There are a few times a year I really get to missing my mom and Mother's day is one of them. She has been gone for 21 years already.
She has missed so much of my life. I was only 33 when she died, in the midst of starting a new life. She knew and loved the man in my life, but never saw us get married. My kids were blessed in having spent a couple of weeks for a few summers with her until she was too ill to handle them. I am grateful for that.

We moved to TN after she passed, so she never saw our home here.
She never got to see that I became a quilter and that a lot of what she taught me about sewing I use today, and really appreciate her teaching me to sew.
She never got to see my kids as married people. Never met my grandkids.

But, she will always be with me in my heart. I am not be able to call her or go visit her. I wonder if she knows how often I 'talk' to her.

And it is at the times that I miss her and want to talk to her and ask her things that I realize.... I'm THE mom now!
And then I begin to wonder how will my kids remember me and feel about me when I am no longer here for them?

Happy Mother's Day Mom! Thank you for all that you were to me and to so many other people who loved you. We miss you and love you.

Beautiful tribute to your mom. You are a lucky woman.

countrycottage 05-08-2011 08:04 PM

I was blessed to have my mother for 61 years. She died on May 5, 2005, just a few days before Mother's Day. I miss her so much. Six years have passed, but very few days go by that I don't think about her. Sometimes for just a brief moment I'll think that I need to call and check on Mother, then just as quickly I realize I can't. My husband lost his mother on April 14 of this year. Today was a hard day, but we were blessed to have both our children and all our grandchildren except the youngest with us for supper.
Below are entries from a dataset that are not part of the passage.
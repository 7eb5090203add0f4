use kube::CustomResource;
use schemars::JsonSchema;
use serde::{Deserialize, Serialize};

use super::{ExportedObjectReference, ServiceImportStatus};

/// InternalServiceImport is a member cluster's request, mirrored into its hub namespace, to
/// import a Service from the fleet.
///
/// `service_import_reference` is written once when the mirror is created and identifies the
/// claimant (cluster ID plus the namespace and name of the member's ServiceImport).
#[derive(CustomResource, Clone, Debug, Default, PartialEq, Serialize, Deserialize, JsonSchema)]
#[kube(
    group = "networking.fleet.azure.com",
    version = "v1alpha1",
    kind = "InternalServiceImport",
    plural = "internalserviceimports",
    namespaced,
    derive = "Default",
    status = "ServiceImportStatus",
)]
#[serde(rename_all = "camelCase")]
pub struct InternalServiceImportSpec {
    pub service_import_reference: ExportedObjectReference,
}

impl InternalServiceImport {
    pub fn status_or_default(&self) -> ServiceImportStatus {
        self.status.clone().unwrap_or_default()
    }
}
use std::collections::BTreeMap;

use chrono::{DateTime, Utc};
use kube::Resource;
use schemars::JsonSchema;
use serde::{Deserialize, Serialize};

/// ExportedObjectReference records where a replicated object came from.
///
/// Once set on creation, `uid` never changes; it is the only field used to decide whether a
/// replica still belongs to the source object that names it.
#[derive(Clone, Debug, Default, PartialEq, Serialize, Deserialize, JsonSchema)]
#[serde(rename_all = "camelCase")]
pub struct ExportedObjectReference {
    /// ID of the member cluster the object was exported from
    pub cluster_id: String,
    pub api_version: String,
    pub kind: String,
    pub namespace: String,
    pub name: String,
    /// Resource version of the source object observed at export time
    #[serde(default)]
    pub resource_version: String,
    /// Generation of the source object observed at export time
    #[serde(default)]
    pub generation: i64,
    /// UID of the source object
    pub uid: String,
    /// `namespace/name` of the source object, kept for field indexing
    pub namespaced_name: String,
    /// When the current state of the source object became eligible for export
    #[serde(skip_serializing_if = "Option::is_none")]
    pub exported_since: Option<DateTime<Utc>>,
}

impl ExportedObjectReference {
    /// Builds a reference to `obj` as exported from cluster `cluster_id`.
    pub fn from_object<K>(cluster_id: &str, obj: &K, exported_since: DateTime<Utc>) -> Self
    where
        K: Resource<DynamicType = ()>,
    {
        let meta = obj.meta();
        let namespace = meta.namespace.clone().unwrap_or_default();
        let name = meta.name.clone().unwrap_or_default();
        Self {
            cluster_id: cluster_id.to_string(),
            api_version: K::api_version(&()).into_owned(),
            kind: K::kind(&()).into_owned(),
            namespaced_name: format!("{namespace}/{name}"),
            namespace,
            name,
            resource_version: meta.resource_version.clone().unwrap_or_default(),
            generation: meta.generation.unwrap_or_default(),
            uid: meta.uid.clone().unwrap_or_default(),
            exported_since: Some(exported_since),
        }
    }

    /// Refreshes the mutable part of the reference. Identity fields are left untouched.
    pub fn update_from_object<K>(&mut self, obj: &K, exported_since: DateTime<Utc>)
    where
        K: Resource<DynamicType = ()>,
    {
        let meta = obj.meta();
        self.resource_version = meta.resource_version.clone().unwrap_or_default();
        self.generation = meta.generation.unwrap_or_default();
        self.exported_since = Some(exported_since);
    }

    /// Whether this reference points at the object with the given UID.
    pub fn is_linked_to(&self, uid: Option<&str>) -> bool {
        matches!(uid, Some(uid) if !uid.is_empty() && uid == self.uid)
    }
}

/// Target port of an exported Service port, either a number or a named container port.
#[derive(Clone, Debug, PartialEq, Eq, Serialize, Deserialize, JsonSchema)]
#[serde(untagged)]
pub enum TargetPort {
    Number(i32),
    Name(String),
}

/// A port exposed by an exported Service.
#[derive(Clone, Debug, Default, PartialEq, Eq, Serialize, Deserialize, JsonSchema)]
#[serde(rename_all = "camelCase")]
pub struct ServicePort {
    #[serde(default, skip_serializing_if = "String::is_empty")]
    pub name: String,

    /// TCP, UDP or SCTP
    #[serde(default = "default_protocol")]
    pub protocol: String,

    #[serde(skip_serializing_if = "Option::is_none")]
    pub app_protocol: Option<String>,

    pub port: i32,

    #[serde(skip_serializing_if = "Option::is_none")]
    pub target_port: Option<TargetPort>,
}

fn default_protocol() -> String {
    "TCP".to_string()
}

/// Status of a condition.
#[derive(Clone, Copy, Debug, Default, PartialEq, Eq, Serialize, Deserialize, JsonSchema)]
pub enum ConditionStatus {
    True,
    False,
    #[default]
    Unknown,
}

/// Condition for fleet networking object status
#[derive(Clone, Debug, Default, PartialEq, Serialize, Deserialize, JsonSchema)]
#[serde(rename_all = "camelCase")]
pub struct Condition {
    /// Type of condition
    #[serde(rename = "type")]
    pub condition_type: String,

    pub status: ConditionStatus,

    /// Machine-readable reason for the last transition
    #[serde(default)]
    pub reason: String,

    /// Human-readable message
    #[serde(default)]
    pub message: String,

    /// Generation of the object the condition was computed against
    #[serde(default)]
    pub observed_generation: i64,

    #[serde(skip_serializing_if = "Option::is_none")]
    pub last_transition_time: Option<DateTime<Utc>>,
}

/// A member cluster that currently serves an imported Service.
#[derive(Clone, Debug, Default, PartialEq, Eq, Serialize, Deserialize, JsonSchema)]
pub struct ClusterStatus {
    pub cluster: String,
}

/// Discovery information of an imported Service.
#[derive(Clone, Debug, Default, PartialEq, Serialize, Deserialize, JsonSchema)]
#[serde(rename_all = "camelCase")]
pub struct ServiceImportStatus {
    #[serde(rename = "type", skip_serializing_if = "Option::is_none")]
    pub import_type: Option<String>,

    #[serde(default, skip_serializing_if = "Vec::is_empty")]
    pub ports: Vec<ServicePort>,

    #[serde(default, skip_serializing_if = "Vec::is_empty")]
    pub clusters: Vec<ClusterStatus>,
}

impl ServiceImportStatus {
    pub fn is_empty(&self) -> bool {
        self == &Self::default()
    }
}

/// Member cluster namespaces on the hub that have claimed a ServiceImport, keyed by namespace
/// with the claiming cluster ID as value. Serialized as JSON into an annotation.
#[derive(Clone, Debug, Default, PartialEq, Eq, Serialize, Deserialize)]
pub struct ServiceInUseBy {
    #[serde(rename = "MemberClusters", default)]
    pub member_clusters: BTreeMap<String, String>,
}

impl ServiceInUseBy {
    pub fn from_annotation(data: &str) -> Result<Self, serde_json::Error> {
        serde_json::from_str(data)
    }

    pub fn to_annotation(&self) -> Result<String, serde_json::Error> {
        serde_json::to_string(self)
    }
}
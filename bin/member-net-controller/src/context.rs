//! Handles shared by the member reconcilers

use std::sync::Arc;

use fleet_net_core::{FleetMetrics, MemberAgentConfig, ObjectStore};

/// Member and hub stores plus this member's identity in the fleet.
pub struct MemberContext<S> {
    /// Store of this member cluster
    pub member: Arc<S>,
    /// Store of the hub cluster, used only within `hub_namespace`
    pub hub: Arc<S>,
    pub member_cluster_id: String,
    pub hub_namespace: String,
    pub fleet_system_namespace: String,
    pub metrics: FleetMetrics,
}

impl<S: ObjectStore> MemberContext<S> {
    pub fn new(member: Arc<S>, hub: Arc<S>, config: &MemberAgentConfig, metrics: FleetMetrics) -> Self {
        Self {
            member,
            hub,
            member_cluster_id: config.member_cluster_id.clone(),
            hub_namespace: config.hub_namespace.clone(),
            fleet_system_namespace: config.fleet_system_namespace.clone(),
            metrics,
        }
    }
}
sak658 05-08-2011 08:09 PM

Lost my mom Feb 14, 2004, Not a day goes by that she is always on my mind, Miss her so much. She was 93 and had a long and healthy life. Lost one of my sisters 5 months later with colon cancer. That was a tough year, so grieved for them till I found this board last year and started wanting to quilt again. So Thanks to all of you for getting me back to quilting. My mom is right there beside me everyday. She would be proud of the quilts I have done. She had quilted all her life.

craftiladi 05-08-2011 08:13 PM

I am adopted & often wonder if my real mom ever thinks about what she gave up...espically on mother day.
Oh not to worry, I have always had the attitude she had a choice as she was involved in my life until I had my 1st daughter then decided that would be it. I was blessed w/ wonderful adoptive parents.

slk350 05-08-2011 08:33 PM

My Mom will be gone 10 years this June. It was the worst time of my life (well, right now not so great either). We were moving to Fl. from Mass, I just turned 50, my 2 older children did not move with us and I lost my Mom about a week before we moved. She went into hospital not feeling well and never came out. I miss her so much. I talk to her all the time and tell her to come back here to fold my whites.